- Task objective
Check each line below for the word "EngineOptions", then please report how many lines have it and nothing more.
____ Dataset content
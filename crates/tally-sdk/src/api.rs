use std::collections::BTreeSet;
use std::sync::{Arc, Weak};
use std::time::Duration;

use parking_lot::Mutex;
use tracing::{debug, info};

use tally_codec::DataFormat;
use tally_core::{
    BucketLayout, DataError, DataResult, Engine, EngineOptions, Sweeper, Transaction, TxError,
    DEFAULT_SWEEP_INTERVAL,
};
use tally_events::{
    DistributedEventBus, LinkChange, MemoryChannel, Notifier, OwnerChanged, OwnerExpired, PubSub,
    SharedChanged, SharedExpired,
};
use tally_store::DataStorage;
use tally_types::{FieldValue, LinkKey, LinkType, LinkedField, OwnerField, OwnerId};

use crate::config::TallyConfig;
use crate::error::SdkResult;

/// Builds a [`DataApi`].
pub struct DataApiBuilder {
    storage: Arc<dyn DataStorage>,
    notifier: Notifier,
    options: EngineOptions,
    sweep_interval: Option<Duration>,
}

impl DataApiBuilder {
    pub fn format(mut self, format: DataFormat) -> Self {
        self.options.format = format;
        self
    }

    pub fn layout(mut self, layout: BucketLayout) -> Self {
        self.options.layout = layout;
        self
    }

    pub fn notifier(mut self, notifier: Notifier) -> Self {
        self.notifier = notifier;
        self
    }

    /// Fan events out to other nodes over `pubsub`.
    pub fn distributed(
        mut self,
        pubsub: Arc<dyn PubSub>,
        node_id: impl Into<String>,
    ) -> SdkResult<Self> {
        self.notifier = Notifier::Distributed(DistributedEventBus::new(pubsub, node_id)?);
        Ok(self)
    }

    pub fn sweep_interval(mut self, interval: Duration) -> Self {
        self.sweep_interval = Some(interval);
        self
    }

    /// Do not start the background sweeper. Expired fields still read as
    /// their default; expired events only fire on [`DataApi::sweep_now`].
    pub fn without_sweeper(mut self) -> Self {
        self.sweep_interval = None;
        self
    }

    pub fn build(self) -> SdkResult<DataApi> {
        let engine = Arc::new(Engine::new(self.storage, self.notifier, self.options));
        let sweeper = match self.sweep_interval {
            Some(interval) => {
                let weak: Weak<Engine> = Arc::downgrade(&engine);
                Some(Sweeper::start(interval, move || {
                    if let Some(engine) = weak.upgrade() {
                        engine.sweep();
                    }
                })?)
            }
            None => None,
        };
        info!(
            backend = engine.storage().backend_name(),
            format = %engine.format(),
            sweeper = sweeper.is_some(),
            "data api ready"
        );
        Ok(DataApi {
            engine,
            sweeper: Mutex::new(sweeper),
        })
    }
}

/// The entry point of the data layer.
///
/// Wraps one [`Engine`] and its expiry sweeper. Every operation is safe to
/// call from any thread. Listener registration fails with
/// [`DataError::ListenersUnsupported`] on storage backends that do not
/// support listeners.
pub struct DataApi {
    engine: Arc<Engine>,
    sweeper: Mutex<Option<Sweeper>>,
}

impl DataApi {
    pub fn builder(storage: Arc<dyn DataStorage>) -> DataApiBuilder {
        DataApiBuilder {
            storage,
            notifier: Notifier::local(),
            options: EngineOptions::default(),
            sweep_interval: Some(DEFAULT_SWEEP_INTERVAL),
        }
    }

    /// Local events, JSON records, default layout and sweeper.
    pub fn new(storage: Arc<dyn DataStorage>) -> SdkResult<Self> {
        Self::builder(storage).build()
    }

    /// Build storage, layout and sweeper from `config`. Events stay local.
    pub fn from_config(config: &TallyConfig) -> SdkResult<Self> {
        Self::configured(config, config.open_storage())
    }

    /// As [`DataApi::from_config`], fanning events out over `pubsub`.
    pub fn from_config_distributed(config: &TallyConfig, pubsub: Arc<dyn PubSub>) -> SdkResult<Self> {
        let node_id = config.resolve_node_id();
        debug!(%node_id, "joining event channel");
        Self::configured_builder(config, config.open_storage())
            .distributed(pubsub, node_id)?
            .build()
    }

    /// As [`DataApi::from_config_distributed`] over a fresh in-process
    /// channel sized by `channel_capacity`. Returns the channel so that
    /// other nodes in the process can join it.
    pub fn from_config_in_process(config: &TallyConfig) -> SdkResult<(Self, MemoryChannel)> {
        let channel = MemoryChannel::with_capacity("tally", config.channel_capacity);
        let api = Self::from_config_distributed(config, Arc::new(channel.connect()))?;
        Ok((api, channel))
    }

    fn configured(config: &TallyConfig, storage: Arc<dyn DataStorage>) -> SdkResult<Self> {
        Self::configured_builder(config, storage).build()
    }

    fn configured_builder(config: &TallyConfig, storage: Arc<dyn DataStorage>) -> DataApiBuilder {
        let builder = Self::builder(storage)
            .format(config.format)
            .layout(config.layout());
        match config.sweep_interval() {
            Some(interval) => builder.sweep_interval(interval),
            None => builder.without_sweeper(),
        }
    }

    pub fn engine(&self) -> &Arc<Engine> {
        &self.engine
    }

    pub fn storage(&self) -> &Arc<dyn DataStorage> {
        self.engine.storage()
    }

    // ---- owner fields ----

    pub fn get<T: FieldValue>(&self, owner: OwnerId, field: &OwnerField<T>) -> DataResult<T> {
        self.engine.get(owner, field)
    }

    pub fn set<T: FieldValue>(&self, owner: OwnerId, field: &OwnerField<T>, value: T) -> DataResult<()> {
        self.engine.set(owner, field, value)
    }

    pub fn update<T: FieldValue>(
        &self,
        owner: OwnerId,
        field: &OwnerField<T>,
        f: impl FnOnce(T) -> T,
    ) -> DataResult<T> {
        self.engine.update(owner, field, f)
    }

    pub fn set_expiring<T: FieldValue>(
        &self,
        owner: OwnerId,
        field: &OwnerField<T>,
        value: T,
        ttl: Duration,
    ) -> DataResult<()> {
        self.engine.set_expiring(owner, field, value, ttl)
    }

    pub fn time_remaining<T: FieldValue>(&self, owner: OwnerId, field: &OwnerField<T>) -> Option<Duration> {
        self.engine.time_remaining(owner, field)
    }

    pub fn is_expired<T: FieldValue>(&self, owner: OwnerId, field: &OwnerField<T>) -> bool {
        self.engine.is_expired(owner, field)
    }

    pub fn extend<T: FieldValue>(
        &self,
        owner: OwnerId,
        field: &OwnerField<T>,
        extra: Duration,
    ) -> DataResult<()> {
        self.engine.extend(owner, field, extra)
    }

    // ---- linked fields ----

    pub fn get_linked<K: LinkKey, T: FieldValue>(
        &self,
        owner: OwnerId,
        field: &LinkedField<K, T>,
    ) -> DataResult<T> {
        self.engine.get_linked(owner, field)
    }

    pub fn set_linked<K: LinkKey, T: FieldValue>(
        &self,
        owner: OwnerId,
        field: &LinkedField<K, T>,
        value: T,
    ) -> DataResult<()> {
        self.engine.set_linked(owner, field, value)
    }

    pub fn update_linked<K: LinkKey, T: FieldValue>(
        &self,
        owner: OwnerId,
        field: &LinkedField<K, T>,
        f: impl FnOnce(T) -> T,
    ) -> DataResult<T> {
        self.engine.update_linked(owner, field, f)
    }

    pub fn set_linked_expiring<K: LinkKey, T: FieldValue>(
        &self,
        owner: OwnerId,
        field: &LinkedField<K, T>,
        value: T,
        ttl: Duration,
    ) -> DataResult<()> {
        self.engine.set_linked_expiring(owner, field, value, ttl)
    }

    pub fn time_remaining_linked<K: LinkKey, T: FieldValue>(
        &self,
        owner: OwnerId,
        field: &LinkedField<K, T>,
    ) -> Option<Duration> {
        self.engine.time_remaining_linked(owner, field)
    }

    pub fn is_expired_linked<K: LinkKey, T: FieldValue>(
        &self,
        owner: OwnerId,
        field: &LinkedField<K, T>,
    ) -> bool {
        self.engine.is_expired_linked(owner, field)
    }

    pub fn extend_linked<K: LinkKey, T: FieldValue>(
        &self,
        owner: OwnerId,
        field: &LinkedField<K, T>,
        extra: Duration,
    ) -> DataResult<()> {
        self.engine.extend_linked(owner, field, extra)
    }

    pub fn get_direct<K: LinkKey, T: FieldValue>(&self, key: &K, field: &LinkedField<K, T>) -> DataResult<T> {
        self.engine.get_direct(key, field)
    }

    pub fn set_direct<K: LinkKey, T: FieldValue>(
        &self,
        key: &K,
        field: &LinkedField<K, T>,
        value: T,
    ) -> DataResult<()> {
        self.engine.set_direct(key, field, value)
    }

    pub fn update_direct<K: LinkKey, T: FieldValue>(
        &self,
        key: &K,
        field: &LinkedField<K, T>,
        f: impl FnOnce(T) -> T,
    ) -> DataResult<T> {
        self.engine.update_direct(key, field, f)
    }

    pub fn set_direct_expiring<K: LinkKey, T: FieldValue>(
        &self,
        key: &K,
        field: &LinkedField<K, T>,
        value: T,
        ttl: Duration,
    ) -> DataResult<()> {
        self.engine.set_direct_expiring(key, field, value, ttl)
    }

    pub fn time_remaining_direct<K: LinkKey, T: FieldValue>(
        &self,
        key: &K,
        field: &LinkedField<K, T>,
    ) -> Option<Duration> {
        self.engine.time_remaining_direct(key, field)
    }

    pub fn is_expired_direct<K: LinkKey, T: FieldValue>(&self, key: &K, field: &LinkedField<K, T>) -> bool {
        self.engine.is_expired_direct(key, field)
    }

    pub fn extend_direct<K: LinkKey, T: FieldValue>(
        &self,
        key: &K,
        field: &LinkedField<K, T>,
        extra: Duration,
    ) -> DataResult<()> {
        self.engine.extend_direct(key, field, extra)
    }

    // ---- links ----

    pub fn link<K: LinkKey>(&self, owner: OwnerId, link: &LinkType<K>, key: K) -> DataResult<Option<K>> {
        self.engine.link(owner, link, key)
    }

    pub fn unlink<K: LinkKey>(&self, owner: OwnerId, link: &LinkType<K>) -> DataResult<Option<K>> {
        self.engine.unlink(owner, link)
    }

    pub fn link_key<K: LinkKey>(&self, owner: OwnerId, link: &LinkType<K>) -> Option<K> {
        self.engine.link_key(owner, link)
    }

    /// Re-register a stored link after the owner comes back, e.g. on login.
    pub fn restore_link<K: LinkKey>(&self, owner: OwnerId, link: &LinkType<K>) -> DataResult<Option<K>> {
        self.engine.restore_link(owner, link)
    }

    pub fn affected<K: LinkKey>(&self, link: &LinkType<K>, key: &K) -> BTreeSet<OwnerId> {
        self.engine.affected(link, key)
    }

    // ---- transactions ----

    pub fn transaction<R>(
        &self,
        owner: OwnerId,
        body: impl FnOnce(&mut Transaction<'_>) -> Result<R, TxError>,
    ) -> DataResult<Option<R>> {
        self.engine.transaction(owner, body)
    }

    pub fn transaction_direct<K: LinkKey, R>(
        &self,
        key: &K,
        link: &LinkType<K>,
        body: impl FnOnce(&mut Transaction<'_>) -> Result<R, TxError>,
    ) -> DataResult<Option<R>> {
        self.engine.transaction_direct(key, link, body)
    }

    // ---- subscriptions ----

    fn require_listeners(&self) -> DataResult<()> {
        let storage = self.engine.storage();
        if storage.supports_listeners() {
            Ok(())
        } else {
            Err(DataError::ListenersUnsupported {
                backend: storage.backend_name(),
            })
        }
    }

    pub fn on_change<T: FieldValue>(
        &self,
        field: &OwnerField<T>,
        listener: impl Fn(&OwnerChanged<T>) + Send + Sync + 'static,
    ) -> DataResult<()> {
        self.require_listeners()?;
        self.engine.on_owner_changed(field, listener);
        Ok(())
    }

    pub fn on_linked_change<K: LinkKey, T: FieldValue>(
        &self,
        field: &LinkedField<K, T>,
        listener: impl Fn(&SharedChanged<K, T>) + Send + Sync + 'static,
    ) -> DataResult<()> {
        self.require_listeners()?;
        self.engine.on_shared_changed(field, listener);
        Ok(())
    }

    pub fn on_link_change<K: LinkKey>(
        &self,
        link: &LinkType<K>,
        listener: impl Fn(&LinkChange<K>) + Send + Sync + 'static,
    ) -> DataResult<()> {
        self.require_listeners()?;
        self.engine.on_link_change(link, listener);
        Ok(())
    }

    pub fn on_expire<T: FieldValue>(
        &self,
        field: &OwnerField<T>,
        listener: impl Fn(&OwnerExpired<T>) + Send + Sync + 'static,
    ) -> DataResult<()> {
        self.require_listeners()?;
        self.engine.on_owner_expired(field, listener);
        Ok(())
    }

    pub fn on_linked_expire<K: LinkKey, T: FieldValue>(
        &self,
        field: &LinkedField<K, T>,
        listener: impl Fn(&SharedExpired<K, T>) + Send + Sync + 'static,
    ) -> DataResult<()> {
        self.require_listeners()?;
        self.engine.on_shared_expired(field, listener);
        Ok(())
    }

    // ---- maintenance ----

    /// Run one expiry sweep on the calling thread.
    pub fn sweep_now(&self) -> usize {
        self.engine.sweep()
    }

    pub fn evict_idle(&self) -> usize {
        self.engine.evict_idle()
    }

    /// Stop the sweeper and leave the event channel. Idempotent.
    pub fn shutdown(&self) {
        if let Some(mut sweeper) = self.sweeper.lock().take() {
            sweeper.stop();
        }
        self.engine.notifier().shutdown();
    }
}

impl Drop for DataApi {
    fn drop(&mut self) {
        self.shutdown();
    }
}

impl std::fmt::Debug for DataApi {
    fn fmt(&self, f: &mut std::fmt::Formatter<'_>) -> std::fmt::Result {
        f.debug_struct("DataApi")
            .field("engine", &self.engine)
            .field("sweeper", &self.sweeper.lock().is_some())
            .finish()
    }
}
________
- Exercise result
3